### What is being asked
From the material below, pull each line containing the string "UserService".
▬▬▬▬▬▬
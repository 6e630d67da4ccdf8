//! Account service: creation, lookups and every profile or credentials
//! mutation of a user.
//!
//! Each mutation loads the user, checks the rule that guards it, applies a
//! single [`UserChange`] in memory and saves the whole record. Uniqueness of
//! email and username is enforced by the store's constraints; the lookups
//! done here first only exist to give a precise error in the common case.

use std::sync::Arc;

use bytes::Bytes;

use crate::error::{AppError, AppResult};
use crate::external::storage::{Uploader, validate_image};
use crate::jobs::JobQueue;
use crate::jobs::tasks::PictureCleanupTask;
use crate::models::{
    Credentials, NewUser, OAuthProvider, OnlineStatus, UNSET_PASSWORD, User, UserChange,
};
use crate::repositories::{Page, PageRequest, UserQuery, UserStore};
use crate::services::session_service::SessionService;
use crate::utils::password::{hash_password, verify_password};
use crate::utils::slug::{slugify, username_candidate};

/// Inserts attempted before a username race is reported as a conflict.
const MAX_USERNAME_ATTEMPTS: u32 = 5;

const INVALID_CREDENTIALS: &str = "Invalid credentials";
const WRONG_PASSWORD: &str = "Wrong password";

fn now() -> i64 {
    jiff::Timestamp::now().as_second()
}

/// User service for handling account business rules.
///
/// Cloning is cheap; every collaborator is shared.
#[derive(Clone)]
pub struct UserService {
    store: Arc<dyn UserStore>,
    uploader: Arc<dyn Uploader>,
    jobs: JobQueue,
    sessions: SessionService,
    max_picture_size: usize,
}

impl UserService {
    pub fn new(
        store: Arc<dyn UserStore>,
        uploader: Arc<dyn Uploader>,
        jobs: JobQueue,
        sessions: SessionService,
        max_picture_size: usize,
    ) -> Self {
        Self {
            store,
            uploader,
            jobs,
            sessions,
            max_picture_size,
        }
    }

    /// Registers a new account.
    ///
    /// The username is the slug of `name`, suffixed with the number of
    /// usernames already sharing that prefix. Accounts without a password
    /// get the `UNSET` marker and are confirmed, since only OAuth creates them.
    pub async fn create(
        &self,
        email: &str,
        name: &str,
        provider: OAuthProvider,
        password: Option<&str>,
    ) -> AppResult<User> {
        let email = email.trim().to_lowercase();
        let name = name.trim().to_string();

        if self.store.find_by_email(&email).await?.is_some() {
            return Err(AppError::duplicate("user", "email", email));
        }

        let password = match password {
            Some(password) => hash_password(password)?,
            None => UNSET_PASSWORD.to_string(),
        };

        let slug = slugify(&name);
        let mut suffix = self.store.count_username_prefix(&slug).await?;

        let mut username = username_candidate(&slug, suffix);
        for attempt in 1..=MAX_USERNAME_ATTEMPTS {
            let new_user = NewUser {
                email: email.clone(),
                username: username.clone(),
                name: name.clone(),
                password: password.clone(),
                confirmed: provider != OAuthProvider::Local,
                credentials: Credentials::new(now()),
            };

            match self.store.insert(new_user, provider).await {
                Err(e) if e.is_duplicate_of("username") && attempt < MAX_USERNAME_ATTEMPTS => {
                    tracing::debug!(username = %username, attempt, "Username taken, retrying");
                    suffix += 1;
                    username = username_candidate(&slug, suffix);
                }
                Ok(user) => {
                    tracing::info!(user_id = user.id, username = %user.username, provider = %provider, "User created");
                    return Ok(user);
                }
                Err(e) => return Err(e),
            }
        }

        Err(AppError::duplicate("user", "username", username))
    }

    pub async fn find_one_by_id(&self, id: i32) -> AppResult<User> {
        self.store
            .find_by_id(id)
            .await?
            .ok_or_else(|| AppError::not_found("user", "id", id))
    }

    pub async fn find_one_by_username(&self, username: &str) -> AppResult<User> {
        let username = username.trim().to_lowercase();
        self.store
            .find_by_username(&username)
            .await?
            .ok_or_else(|| AppError::not_found("user", "username", username))
    }

    pub async fn find_one_by_email(&self, email: &str) -> AppResult<User> {
        let email = email.trim().to_lowercase();
        self.store
            .find_by_email(&email)
            .await?
            .ok_or_else(|| AppError::not_found("user", "email", email))
    }

    /// Like [`Self::find_one_by_id`] but absence is reported as bad credentials.
    pub async fn find_one_by_id_for_auth(&self, id: i32) -> AppResult<User> {
        self.store
            .find_by_id(id)
            .await?
            .ok_or_else(|| AppError::unauthorized(INVALID_CREDENTIALS))
    }

    pub async fn find_one_by_email_for_auth(&self, email: &str) -> AppResult<User> {
        self.store
            .find_by_email(&email.trim().to_lowercase())
            .await?
            .ok_or_else(|| AppError::unauthorized(INVALID_CREDENTIALS))
    }

    pub async fn find_one_by_username_for_auth(&self, username: &str) -> AppResult<User> {
        self.store
            .find_by_username(&username.trim().to_lowercase())
            .await?
            .ok_or_else(|| AppError::unauthorized(INVALID_CREDENTIALS))
    }

    /// Loads the user a token was issued for, rejecting stale versions.
    pub async fn find_one_by_credentials(&self, id: i32, version: i32) -> AppResult<User> {
        let user = self.find_one_by_id_for_auth(id).await?;
        user.ensure_credentials_version(version)?;
        Ok(user)
    }

    pub async fn confirm_email(&self, id: i32, version: i32) -> AppResult<User> {
        let user = self.find_one_by_credentials(id, version).await?;
        if user.confirmed {
            return Err(AppError::bad_request("Email already confirmed"));
        }
        self.apply(user, UserChange::Confirm).await
    }

    /// Changes the password after checking the current one.
    ///
    /// Accounts created through OAuth have no password yet and may set one
    /// without `old_password`.
    pub async fn update_password(
        &self,
        id: i32,
        old_password: Option<&str>,
        new_password: &str,
    ) -> AppResult<User> {
        let user = self.find_one_by_id(id).await?;

        if !user.is_oauth_only() {
            let old_matches = old_password.is_some_and(|old| verify_password(old, &user.password));
            if !old_matches {
                return Err(AppError::bad_request(WRONG_PASSWORD));
            }
            if verify_password(new_password, &user.password) {
                return Err(AppError::bad_request("New password must be different"));
            }
        }

        let hash = hash_password(new_password)?;
        self.apply(user, UserChange::Password { hash }).await
    }

    /// Sets a new password from a forgot-password token.
    pub async fn reset_password(&self, id: i32, version: i32, new_password: &str) -> AppResult<User> {
        let user = self.find_one_by_credentials(id, version).await?;
        let hash = hash_password(new_password)?;
        self.apply(user, UserChange::Password { hash }).await
    }

    pub async fn update_email(&self, id: i32, email: &str, password: &str) -> AppResult<User> {
        let user = self.find_one_by_id(id).await?;
        if !verify_password(password, &user.password) {
            return Err(AppError::bad_request(WRONG_PASSWORD));
        }

        let email = email.trim().to_lowercase();
        if email == user.email {
            return Err(AppError::bad_request("Email should be different"));
        }
        if self.store.find_by_email(&email).await?.is_some() {
            return Err(AppError::duplicate("user", "email", email));
        }

        self.apply(user, UserChange::Email(email)).await
    }

    /// Deletes the account. The stored picture, if any, is queued for removal.
    pub async fn delete(&self, id: i32, password: &str) -> AppResult<User> {
        let user = self.find_one_by_id(id).await?;
        if !verify_password(password, &user.password) {
            return Err(AppError::bad_request(WRONG_PASSWORD));
        }

        if self.store.delete(id).await? == 0 {
            return Err(AppError::not_found("user", "id", id));
        }
        if let Some(picture) = &user.picture {
            self.jobs.enqueue(&PictureCleanupTask::new(picture.as_str()));
        }
        if let Err(e) = self.sessions.end(id).await {
            tracing::warn!(user_id = id, error = %e, "Failed to clear session of deleted user");
        }

        tracing::info!(user_id = id, "User deleted");
        Ok(user)
    }

    /// Stores a new picture and queues removal of the one it replaces.
    pub async fn update_picture(&self, id: i32, image: Bytes, ratio: f64) -> AppResult<User> {
        let kind = validate_image(&image, ratio, self.max_picture_size)?;
        let user = self.find_one_by_id(id).await?;
        let previous = user.picture.clone();

        let url = self.uploader.upload_image(id, image, kind, ratio).await?;
        let saved = match self.apply(user, UserChange::Picture(Some(url.clone()))).await {
            Ok(saved) => saved,
            Err(e) => {
                self.jobs.enqueue(&PictureCleanupTask::new(url));
                return Err(e);
            }
        };

        if let Some(previous) = previous {
            self.jobs.enqueue(&PictureCleanupTask::new(previous));
        }
        Ok(saved)
    }

    pub async fn update_name(&self, id: i32, name: &str) -> AppResult<User> {
        let user = self.find_one_by_id(id).await?;
        let name = name.trim();
        if name == user.name {
            return Err(AppError::bad_request("Name should be different"));
        }
        self.apply(user, UserChange::Name(name.to_string())).await
    }

    pub async fn update_username(&self, id: i32, username: &str) -> AppResult<User> {
        let user = self.find_one_by_id(id).await?;
        let username = username.trim().to_lowercase();
        if username == user.username {
            return Err(AppError::bad_request("Username should be different"));
        }
        if self.store.find_by_username(&username).await?.is_some() {
            return Err(AppError::duplicate("user", "username", username));
        }
        self.apply(user, UserChange::Username(username)).await
    }

    /// Updates presence settings.
    ///
    /// `default_status` is always applied. `online_status` is only applied
    /// while the user has an active session, so an offline user cannot be
    /// shown as online.
    pub async fn update_online_status(
        &self,
        id: i32,
        online_status: Option<OnlineStatus>,
        default_status: Option<OnlineStatus>,
    ) -> AppResult<User> {
        let mut user = self.find_one_by_id(id).await?;
        let now = now();

        if let Some(status) = default_status {
            user.apply(UserChange::DefaultStatus(status), now);
        }
        if let Some(status) = online_status {
            if self.sessions.is_active(id).await? {
                user.apply(UserChange::OnlineStatus(status), now);
            } else {
                tracing::debug!(user_id = id, "No active session, online status unchanged");
            }
        }

        self.store.save(&user).await
    }

    /// Confirmed users ordered by username, optionally filtered by name.
    pub async fn query(
        &self,
        search: Option<&str>,
        first: Option<i64>,
        after: Option<String>,
    ) -> AppResult<Page<User>> {
        let query = UserQuery {
            search: search
                .map(str::trim)
                .filter(|s| !s.is_empty())
                .map(ToString::to_string),
            page: PageRequest::new(first, after)?,
        };
        self.store.query(&query).await
    }

    /// Account for an OAuth login: links the provider to an existing account
    /// with the same email, or creates a new one.
    pub async fn find_or_create(
        &self,
        provider: OAuthProvider,
        email: &str,
        name: &str,
    ) -> AppResult<User> {
        let email = email.trim().to_lowercase();

        if let Some(user) = self.store.find_by_email(&email).await? {
            self.store.link_provider(user.id, provider).await?;
            return Ok(user);
        }

        match self.create(&email, name, provider, None).await {
            // Lost a race against a concurrent login with the same email
            Err(e) if e.is_duplicate_of("email") => {
                let user = self.find_one_by_email(&email).await?;
                self.store.link_provider(user.id, provider).await?;
                Ok(user)
            }
            other => other,
        }
    }

    pub async fn providers(&self, id: i32) -> AppResult<Vec<OAuthProvider>> {
        self.store.providers(id).await
    }

    async fn apply(&self, mut user: User, change: UserChange) -> AppResult<User> {
        user.apply(change, now());
        self.store.save(&user).await
    }
}
//! User repository for async database operations.
//!
//! Implements [`UserStore`] on top of diesel_async.

use async_trait::async_trait;
use diesel::pg::Pg;
use diesel::prelude::*;
use diesel_async::scoped_futures::ScopedFutureExt;
use diesel_async::{AsyncConnection, RunQueryDsl};

use crate::db::AsyncDbPool;
use crate::error::{AppError, AppResult};
use crate::models::{NewUser, NewUserOAuthProvider, OAuthProvider, User, UserChangeset};
use crate::repositories::pagination::{Page, decode_cursor, encode_cursor};
use crate::repositories::user_store::{UserQuery, UserStore, UsernameCursor};
use crate::schema::{user_oauth_providers, users};

/// User repository holding an async connection pool.
///
/// Since `AsyncDbPool` (bb8::Pool) internally uses `Arc`, cloning is cheap
/// (just reference count increment). No need for `Arc<UserRepository>`.
#[derive(Clone)]
pub struct UserRepository {
    pool: AsyncDbPool,
}

impl UserRepository {
    /// Creates a new UserRepository with the given connection pool.
    pub fn new(pool: AsyncDbPool) -> Self {
        Self { pool }
    }

    /// Confirmed users, optionally filtered by name.
    fn listing(search: Option<&str>) -> users::BoxedQuery<'static, Pg> {
        let mut query = users::table
            .filter(users::confirmed.eq(true))
            .into_boxed();
        if let Some(search) = search {
            query = query.filter(users::name.ilike(format!("%{}%", escape_like(search))));
        }
        query
    }
}

/// Escapes LIKE wildcards so user input matches literally.
pub(crate) fn escape_like(input: &str) -> String {
    let mut escaped = String::with_capacity(input.len());
    for ch in input.chars() {
        if matches!(ch, '\\' | '%' | '_') {
            escaped.push('\\');
        }
        escaped.push(ch);
    }
    escaped
}

#[async_trait]
impl UserStore for UserRepository {
    async fn insert(&self, new_user: NewUser, provider: OAuthProvider) -> AppResult<User> {
        let mut conn = self.pool.get().await?;

        conn.transaction::<User, AppError, _>(|conn| {
            async move {
                let user = diesel::insert_into(users::table)
                    .values(&new_user)
                    .returning(User::as_returning())
                    .get_result(conn)
                    .await?;

                diesel::insert_into(user_oauth_providers::table)
                    .values(&NewUserOAuthProvider {
                        user_id: user.id,
                        provider,
                    })
                    .execute(conn)
                    .await?;

                Ok(user)
            }
            .scope_boxed()
        })
        .await
    }

    async fn find_by_id(&self, user_id: i32) -> AppResult<Option<User>> {
        let mut conn = self.pool.get().await?;

        users::table
            .filter(users::id.eq(user_id))
            .select(User::as_select())
            .first(&mut conn)
            .await
            .optional()
            .map_err(AppError::from)
    }

    async fn find_by_email(&self, user_email: &str) -> AppResult<Option<User>> {
        let mut conn = self.pool.get().await?;

        users::table
            .filter(users::email.eq(user_email))
            .select(User::as_select())
            .first(&mut conn)
            .await
            .optional()
            .map_err(AppError::from)
    }

    async fn find_by_username(&self, user_username: &str) -> AppResult<Option<User>> {
        let mut conn = self.pool.get().await?;

        users::table
            .filter(users::username.eq(user_username))
            .select(User::as_select())
            .first(&mut conn)
            .await
            .optional()
            .map_err(AppError::from)
    }

    async fn count_username_prefix(&self, slug: &str) -> AppResult<i64> {
        let mut conn = self.pool.get().await?;

        users::table
            .filter(users::username.like(format!("{}%", escape_like(slug))))
            .count()
            .get_result(&mut conn)
            .await
            .map_err(AppError::from)
    }

    async fn save(&self, user: &User) -> AppResult<User> {
        let mut conn = self.pool.get().await?;

        diesel::update(users::table.filter(users::id.eq(user.id)))
            .set((
                UserChangeset::from(user),
                users::updated_at.eq(diesel::dsl::now),
            ))
            .returning(User::as_returning())
            .get_result(&mut conn)
            .await
            .optional()?
            .ok_or_else(|| AppError::not_found("user", "id", user.id))
    }

    async fn delete(&self, user_id: i32) -> AppResult<usize> {
        let mut conn = self.pool.get().await?;

        diesel::delete(users::table.filter(users::id.eq(user_id)))
            .execute(&mut conn)
            .await
            .map_err(AppError::from)
    }

    async fn link_provider(&self, user_id: i32, provider: OAuthProvider) -> AppResult<()> {
        let mut conn = self.pool.get().await?;

        diesel::insert_into(user_oauth_providers::table)
            .values(&NewUserOAuthProvider { user_id, provider })
            .on_conflict_do_nothing()
            .execute(&mut conn)
            .await?;
        Ok(())
    }

    async fn providers(&self, user_id: i32) -> AppResult<Vec<OAuthProvider>> {
        let mut conn = self.pool.get().await?;

        user_oauth_providers::table
            .filter(user_oauth_providers::user_id.eq(user_id))
            .order(user_oauth_providers::created_at.asc())
            .select(user_oauth_providers::provider)
            .load(&mut conn)
            .await
            .map_err(AppError::from)
    }

    async fn query(&self, query: &UserQuery) -> AppResult<Page<User>> {
        let search = query.search.as_deref();
        let mut conn = self.pool.get().await?;

        let total_count: i64 = Self::listing(search)
            .count()
            .get_result(&mut conn)
            .await?;

        let mut rows = Self::listing(search);
        if let Some(after) = &query.page.after {
            let position: UsernameCursor = decode_cursor(after)?;
            rows = rows.filter(users::username.gt(position.username));
        }

        let rows = rows
            .order(users::username.asc())
            .limit(query.page.fetch_limit())
            .select(User::as_select())
            .load(&mut conn)
            .await?;

        Page::from_rows(rows, &query.page, total_count, |user: &User| {
            encode_cursor(&UsernameCursor {
                username: user.username.clone(),
            })
        })
    }
}
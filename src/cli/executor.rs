//! Command executor for dispatching CLI commands

use super::handlers::{MigrateCommandHandler, ServeCommandHandler};
use super::parser::{Cli, Commands};
use crate::config::settings::Settings;

/// Runs the parsed command against merged settings.
///
/// No subcommand means `serve`.
pub async fn execute_command(cli: &Cli, settings: Settings) -> anyhow::Result<()> {
    match &cli.command {
        Some(Commands::Serve { dry_run, .. }) => {
            ServeCommandHandler::new(settings).execute(*dry_run).await
        }
        None => ServeCommandHandler::new(settings).execute(false).await,
        Some(Commands::Migrate { dry_run, rollback }) => {
            if let Some(steps) = rollback
                && *steps > 10
            {
                tracing::warn!(steps, "Rolling back a large number of migrations");
            }
            MigrateCommandHandler::new(settings)
                .execute(*dry_run, *rollback)
                .await?;
            Ok(())
        }
    }
}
▬▬▬▬▬▬
### Finished task
pub struct UserService {
impl UserService {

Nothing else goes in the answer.